By Nainu Oommen
Copyright thehindu
Self-taught artist Anu Kalikal’s exhibition, Lines of Flight, currently on at Alliance Française de Trivandrum, is filled with motifs closely linked to nature. The exhibition is like an ode to her early association with flora and fauna. Recurring appearances of elephants remind the artist of elephant sightings in temple processions during her vacations in Pathanamthitta, reflecting her yearning for childhood and her battles with mental health issues as an adult.
Anu, 42, who took to painting at an early age, was into murals while studying at Madras Christian College. After a year’s break following her graduation, she joined the Master of Fine Arts programme at Stella Maris College in Chennai. However, she was soon diagnosed with schizophrenia and bipolar disorder after years of having the symptoms.
She returned to her family in Dubai and did not paint for five years. “I used to imagine painting on a canvas by throwing colours at it. That was it,” Anu says.
“One day my body started having tremors, which looked like epilepsy. When my neurologist saw that, he asked me what I preferred to do in my free time. When I told that I liked to paint, he asked me to get back to it immediately. His prognosis was that I had stressed out my body without doing anything for so long that I got the tremors.”
Restarting took a lot of work, she says. “I spent time as a volunteer at an art gallery in Bengaluru and saw it as treatment. I find art as a remedy for my health issues. You cannot separate art from me. It is an obsession and passion for me,” says Anu.
This is Anu’s 17th exhibition and it showcases 27 works, mostly acrylic paintings and pen drawings on paper with scribbles and dots. “When the tremors are worse, it is easier to use pens, rather than brushes. Since college, I have been a pen artist. The dotting technique is therapeutic,” says Anu.

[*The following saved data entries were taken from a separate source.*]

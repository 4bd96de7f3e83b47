use super::controller::FeedbackController;
use super::types::{Feedback, FeedbackType};
use crate::analysis::{AnalysisResult, AnalysisType, Finding, ResultSink, Severity};
use crate::events::{EventDispatcher, EventPayload, Priority, WritingContext, WritingEvent, WritingEventType};
use std::future::Future;
use std::pin::Pin;

pub fn feedback_type_for(analysis_type: AnalysisType) -> FeedbackType {
    match analysis_type {
        AnalysisType::PlotConsistency => FeedbackType::PlotIssue,
        AnalysisType::CharacterDevelopment => FeedbackType::CharacterInconsistency,
        AnalysisType::WorldBuilding => FeedbackType::WorldbuildingTip,
        AnalysisType::WritingStyle | AnalysisType::Dialogue => FeedbackType::StyleSuggestion,
        AnalysisType::Pacing => FeedbackType::PacingAdvice,
        AnalysisType::Theme => FeedbackType::ContentRecommendation,
        AnalysisType::Structure => FeedbackType::StructureSuggestion,
    }
}

pub fn priority_for(severity: Severity) -> u8 {
    match severity {
        Severity::Critical => 9,
        Severity::Warning => 7,
        Severity::Suggestion => 4,
    }
}

/// Turns analysis findings into queued feedback and announces both on the
/// event pipeline.
pub struct FeedbackSink {
    controller: FeedbackController,
    dispatcher: Option<EventDispatcher>,
}

impl FeedbackSink {
    pub fn new(controller: FeedbackController) -> Self {
        Self {
            controller,
            dispatcher: None,
        }
    }

    pub fn with_dispatcher(mut self, dispatcher: EventDispatcher) -> Self {
        self.dispatcher = Some(dispatcher);
        self
    }

    pub fn to_feedback(result: &AnalysisResult, finding: &Finding) -> Feedback {
        let mut feedback = Feedback::new(
            feedback_type_for(result.analysis_type),
            finding.message.clone(),
            priority_for(finding.severity),
        )
        .with_metadata(
            result.analysis_type.to_string(),
            result.metadata.confidence,
            finding.kind.clone(),
        );
        // Suggestions go to the status bar, which only takes unanchored
        // feedback; their excerpt still says where they came from.
        if finding.severity != Severity::Suggestion {
            feedback.context.location = finding.location;
        }
        feedback.context.related_content = finding.excerpt.clone();
        feedback
    }

    fn announce(&self, result: &AnalysisResult, payload: EventPayload, event_type: WritingEventType) {
        let Some(dispatcher) = &self.dispatcher else {
            return;
        };
        let context = WritingContext::for_document(result.document_id.clone().unwrap_or_default());
        dispatcher.publish(WritingEvent::new(event_type, payload, Priority::Low, context));
    }
}

impl ResultSink for FeedbackSink {
    fn accept<'a>(
        &'a self,
        result: &'a AnalysisResult,
    ) -> Pin<Box<dyn Future<Output = anyhow::Result<()>> + Send + 'a>> {
        self.announce(
            result,
            EventPayload::AnalysisComplete {
                task_id: result.task_id.clone(),
                analysis_type: result.analysis_type,
                finding_count: result.findings.len(),
                confidence: result.metadata.confidence,
            },
            WritingEventType::AnalysisComplete,
        );

        for finding in &result.findings {
            let feedback = Self::to_feedback(result, finding);
            self.announce(
                result,
                EventPayload::FeedbackReady {
                    feedback_id: feedback.id.clone(),
                    feedback_type: feedback.feedback_type,
                },
                WritingEventType::FeedbackReady,
            );
            self.controller.queue_feedback(feedback);
        }
        Box::pin(async { Ok(()) })
    }
}
use draftwise::Assistant;
use draftwise::analysis::AnalysisType;
use draftwise::config::Config;
use draftwise::feedback::LogSurface;
use std::sync::Arc;
use tempfile::TempDir;

#[test]
fn configured_intervals_flow_into_the_scheduler() {
    let dir = TempDir::new().unwrap();
    let path = dir.path().join("config.toml");
    std::fs::write(
        &path,
        r#"
[aggregator]
quiet_ms = 250

[scheduler.intervals]
writing_style = 45000
theme = 9000000
"#,
    )
    .unwrap();

    let config = Config::load_from(&path).unwrap();
    assert_eq!(config.aggregator.quiet_ms, 250);
    assert_eq!(config.config_path, path);

    let assistant = Assistant::new(config, Arc::new(LogSurface::new())).unwrap();
    let scheduler = assistant.engine().scheduler();
    assert_eq!(scheduler.interval(AnalysisType::WritingStyle), 45_000);
    assert_eq!(scheduler.interval(AnalysisType::Theme), 3_600_000);
    assert_eq!(scheduler.optimal_interval(), 45_000);
}

#[test]
fn unknown_analysis_type_in_config_is_rejected() {
    let dir = TempDir::new().unwrap();
    let path = dir.path().join("config.toml");
    std::fs::write(&path, "[scheduler.intervals]\nsarcasm = 60000\n").unwrap();
    assert!(Config::load_from(&path).is_err());
}
use super::health::{HealthProbe, ProbeStatus};
use super::heartbeat::{LoopHeartbeat, LoopState};
use chrono::Utc;
use std::future::Future;
use std::pin::Pin;
use std::sync::Arc;

type DepthFn = Box<dyn Fn() -> usize + Send + Sync>;

/// Health of a background loop, judged from its heartbeat and optionally
/// the depth of the queue it drains.
pub struct LoopProbe {
    name: String,
    heartbeat: Arc<LoopHeartbeat>,
    stale_after_secs: u64,
    depth: Option<(DepthFn, usize)>,
}

impl LoopProbe {
    pub fn new(name: impl Into<String>, heartbeat: Arc<LoopHeartbeat>, stale_after_secs: u64) -> Self {
        Self {
            name: name.into(),
            heartbeat,
            stale_after_secs,
            depth: None,
        }
    }

    /// Report degraded while `depth()` exceeds `warn_above`.
    pub fn with_queue_depth<F>(mut self, depth: F, warn_above: usize) -> Self
    where
        F: Fn() -> usize + Send + Sync + 'static,
    {
        self.depth = Some((Box::new(depth), warn_above));
        self
    }

    pub fn evaluate(&self) -> anyhow::Result<ProbeStatus> {
        let last_beat = match self.heartbeat.state() {
            LoopState::NotStarted => anyhow::bail!("loop not started"),
            LoopState::Stopped => anyhow::bail!("loop stopped"),
            LoopState::Running { last_beat } => last_beat,
        };

        let silent_secs = (Utc::now() - last_beat).num_seconds();
        if u64::try_from(silent_secs).is_ok_and(|secs| secs > self.stale_after_secs) {
            return Ok(ProbeStatus::Degraded(format!(
                "no loop tick for {silent_secs}s"
            )));
        }

        if let Some((depth, warn_above)) = &self.depth {
            let depth = depth();
            if depth > *warn_above {
                return Ok(ProbeStatus::Degraded(format!("queue depth {depth}")));
            }
        }

        Ok(ProbeStatus::Healthy)
    }
}

impl HealthProbe for LoopProbe {
    fn name(&self) -> &str {
        &self.name
    }

    fn check(&self) -> Pin<Box<dyn Future<Output = anyhow::Result<ProbeStatus>> + Send + '_>> {
        let outcome = self.evaluate();
        Box::pin(async move { outcome })
    }
}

The Rooster and Me, in acrylic and alcoholic ink, shows Anu in a state of slumber awaiting the bird’s intervention to wake her to witness the sunrise. In Extinction and Nature, the artist laments the destruction of nature. She questions the definition of success and its futility if you lack compassion. A clear duality emerges from the painting, hinting at the possibility that the artist painted one side of the work during an aggravated phase of her illness and the other when it had subsided.
In Procrastination, Anu uses acrylic and pen to point out different types of procrastinators who avoid actual work by replacing it with “sleeps of different kind”. She uses dogs to represent each of them, kept next to a wall, a clock, and a swing— all representing reasons for delaying work.

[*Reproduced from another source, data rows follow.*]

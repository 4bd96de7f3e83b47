use thiserror::Error;

// ─── Top-level error hierarchy ───────────────────────────────────────────────

/// Structured error hierarchy for `draftwise`.
///
/// Each subsystem defines its own error variant. Library callers can match on
/// these to decide recovery strategy; plugin seams (processors, strategies,
/// listeners, probes) return `anyhow::Result` and are wrapped here.
#[derive(Debug, Error)]
pub enum DraftwiseError {
    // ── Config ───────────────────────────────────────────────────────────
    #[error("config: {0}")]
    Config(#[from] ConfigError),

    // ── Analysis ────────────────────────────────────────────────────────
    #[error("analysis: {0}")]
    Analysis(#[from] AnalysisError),

    // ── Event dispatch ──────────────────────────────────────────────────
    #[error("dispatch: {0}")]
    Dispatch(#[from] DispatchError),

    // ── Feedback delivery ───────────────────────────────────────────────
    #[error("delivery: {0}")]
    Delivery(#[from] DeliveryError),

    // ── Health probes ───────────────────────────────────────────────────
    #[error("probe: {0}")]
    Probe(#[from] ProbeError),

    // ── Generic fallthrough (wraps anyhow for interop) ──────────────────
    #[error(transparent)]
    Other(#[from] anyhow::Error),
}

// ─── Config errors ───────────────────────────────────────────────────────────

#[derive(Debug, Error)]
pub enum ConfigError {
    #[error("failed to load config: {0}")]
    Load(String),

    #[error("validation failed: {0}")]
    Validation(String),

    #[error("io: {0}")]
    Io(#[from] std::io::Error),
}

// ─── Analysis errors ────────────────────────────────────────────────────────

#[derive(Debug, Error)]
pub enum AnalysisError {
    #[error("processor {analysis_type} failed on task {task_id}: {message}")]
    ProcessorFailed {
        task_id: String,
        analysis_type: String,
        message: String,
    },

    #[error("no processor registered for {0}")]
    NoProcessor(String),

    #[error("processor {0} declined the content")]
    Declined(String),
}

// ─── Dispatch errors ────────────────────────────────────────────────────────

#[derive(Debug, Error)]
pub enum DispatchError {
    #[error("listener for {event_type} failed: {message}")]
    ListenerFailed { event_type: String, message: String },

    #[error("listener for {event_type} panicked")]
    ListenerPanicked { event_type: String },
}

// ─── Delivery errors ────────────────────────────────────────────────────────

#[derive(Debug, Error)]
pub enum DeliveryError {
    #[error("strategy {strategy} failed to deliver {feedback_id}: {message}")]
    Strategy {
        strategy: String,
        feedback_id: String,
        message: String,
    },

    #[error("no strategy accepts feedback {0}")]
    NoStrategy(String),
}

// ─── Probe errors ───────────────────────────────────────────────────────────

#[derive(Debug, Error)]
pub enum ProbeError {
    #[error("component {component} check failed: {message}")]
    Failed { component: String, message: String },
}

// ─── Convenience re-exports ─────────────────────────────────────────────────

/// Shorthand result type for the crate.
pub type Result<T> = std::result::Result<T, DraftwiseError>;
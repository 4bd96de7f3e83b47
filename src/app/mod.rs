pub mod dispatch;
pub mod watch;

pub use dispatch::dispatch;
pub use watch::FileWatcher;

The artist uses a pen to draw Speed, an artwork containing horses, as they appeared to her during a dream. Unable to trace where they came from or where they went to, the work infers the animal’s unwillingness to clarify a purpose, ambition, or destiny.
Anu also further questions the reality of her dreams—a symptom of her illness, she says. “When you have episodes of psychosis, you forget a lot of things, you are unable to distinguish between what is real and what is not,” says Anu.

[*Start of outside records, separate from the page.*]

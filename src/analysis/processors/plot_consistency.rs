use crate::analysis::types::{
    AnalysisType, ContentProcessor, Finding, ProcessorOutput, Severity,
};
use crate::util::truncate_with_ellipsis;
use std::future::Future;
use std::pin::Pin;

const MIN_CHARS: usize = 100;
const CONFIDENCE: f64 = 0.8;
const EXCERPT_CHARS: usize = 80;

/// Marker text and whether it must stand alone as a word.
const MARKERS: &[(&str, bool, Severity)] = &[
    ("TODO", true, Severity::Warning),
    ("FIXME", true, Severity::Warning),
    ("TK", true, Severity::Warning),
    ("[...]", false, Severity::Warning),
    ("[TBD]", false, Severity::Warning),
    ("???", false, Severity::Suggestion),
];

/// Flags placeholders left in the draft: plot holes the author marked but
/// never came back to.
#[derive(Debug, Default)]
pub struct PlotConsistencyProcessor;

impl PlotConsistencyProcessor {
    pub fn new() -> Self {
        Self
    }

    fn scan(content: &str) -> Vec<Finding> {
        let chars: Vec<char> = content.chars().collect();
        let mut findings = Vec::new();

        for (marker, whole_word, severity) in MARKERS {
            let needle: Vec<char> = marker.chars().collect();
            let mut idx = 0;
            while idx + needle.len() <= chars.len() {
                if chars[idx..idx + needle.len()] != needle[..] {
                    idx += 1;
                    continue;
                }
                let end = idx + needle.len();
                let bounded = !whole_word
                    || ((idx == 0 || !chars[idx - 1].is_alphanumeric())
                        && (end == chars.len() || !chars[end].is_alphanumeric()));
                if bounded {
                    findings.push(
                        Finding::new(
                            "unresolved_placeholder",
                            *severity,
                            format!("Unresolved placeholder '{marker}' left in the draft"),
                        )
                        .at(idx, end)
                        .with_excerpt(line_excerpt(&chars, idx)),
                    );
                }
                idx = end;
            }
        }

        findings.sort_by_key(|f| f.location.map(|span| span.start));
        findings
    }
}

fn line_excerpt(chars: &[char], at: usize) -> String {
    let start = chars[..at]
        .iter()
        .rposition(|c| *c == '\n')
        .map_or(0, |pos| pos + 1);
    let end = chars[at..]
        .iter()
        .position(|c| *c == '\n')
        .map_or(chars.len(), |pos| at + pos);
    let line: String = chars[start..end].iter().collect();
    truncate_with_ellipsis(line.trim(), EXCERPT_CHARS)
}

impl ContentProcessor for PlotConsistencyProcessor {
    fn analysis_type(&self) -> AnalysisType {
        AnalysisType::PlotConsistency
    }

    fn can_process(&self, content: &str) -> bool {
        content.chars().count() >= MIN_CHARS
    }

    fn process<'a>(
        &'a self,
        content: &'a str,
    ) -> Pin<Box<dyn Future<Output = anyhow::Result<ProcessorOutput>> + Send + 'a>> {
        Box::pin(async move {
            Ok(ProcessorOutput {
                findings: Self::scan(content),
                confidence: CONFIDENCE,
            })
        })
    }
}

#[cfg(test)]
mod tests {
    use super::*;
    use crate::analysis::types::TextSpan;

    #[test]
    fn short_content_is_declined() {
        let p = PlotConsistencyProcessor::new();
        assert!(!p.can_process("Too short."));
        assert!(p.can_process(&"a".repeat(100)));
    }

    #[test]
    fn finds_placeholders_with_char_offsets() {
        let text = "Mara opened the vault. TODO: explain the key.\nThe guard was [...] asleep.";
        let findings = PlotConsistencyProcessor::scan(text);
        assert_eq!(findings.len(), 2);
        assert_eq!(findings[0].location, Some(TextSpan { start: 23, end: 27 }));
        assert_eq!(
            findings[0].excerpt.as_deref(),
            Some("Mara opened the vault. TODO: explain the key.")
        );
        assert_eq!(findings[1].excerpt.as_deref(), Some("The guard was [...] asleep."));
    }

    #[test]
    fn word_markers_ignore_embedded_letters() {
        let findings = PlotConsistencyProcessor::scan("TKO in round TK. Toddlers. TODOS");
        assert_eq!(findings.len(), 1);
        assert_eq!(findings[0].location, Some(TextSpan { start: 13, end: 15 }));
    }

    #[test]
    fn offsets_count_chars_not_bytes() {
        let findings = PlotConsistencyProcessor::scan("Café ??? later");
        assert_eq!(findings[0].location, Some(TextSpan { start: 5, end: 8 }));
        assert_eq!(findings[0].severity, Severity::Suggestion);
    }

    #[tokio::test]
    async fn process_reports_confidence() {
        let p = PlotConsistencyProcessor::new();
        let out = p.process("Clean prose with nothing left open.").await.unwrap();
        assert!(out.findings.is_empty());
        assert!((out.confidence - 0.8).abs() < f64::EPSILON);
    }
}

She also showcases two sculptures at the exhibition. One is a wooden elephant, spotted with bindis. “Everything I do has dots, so I thought why not for this too,” says Anu. The Sitting Artist, an installation made of medicine strips, is a self-representation—the pills in the plastic cases were consumed by the artist herself. “It is a statement of success about a journey I went through,” says Anu.
The artist adds, “Many people have connected with the exhibition; some of them have mental health issues or know people who are going through the same. It is still a taboo subject in Kerala and not easy to accept. However, things are getting better.”
Anu Kalikal’s Lines of Flight is on till October 10.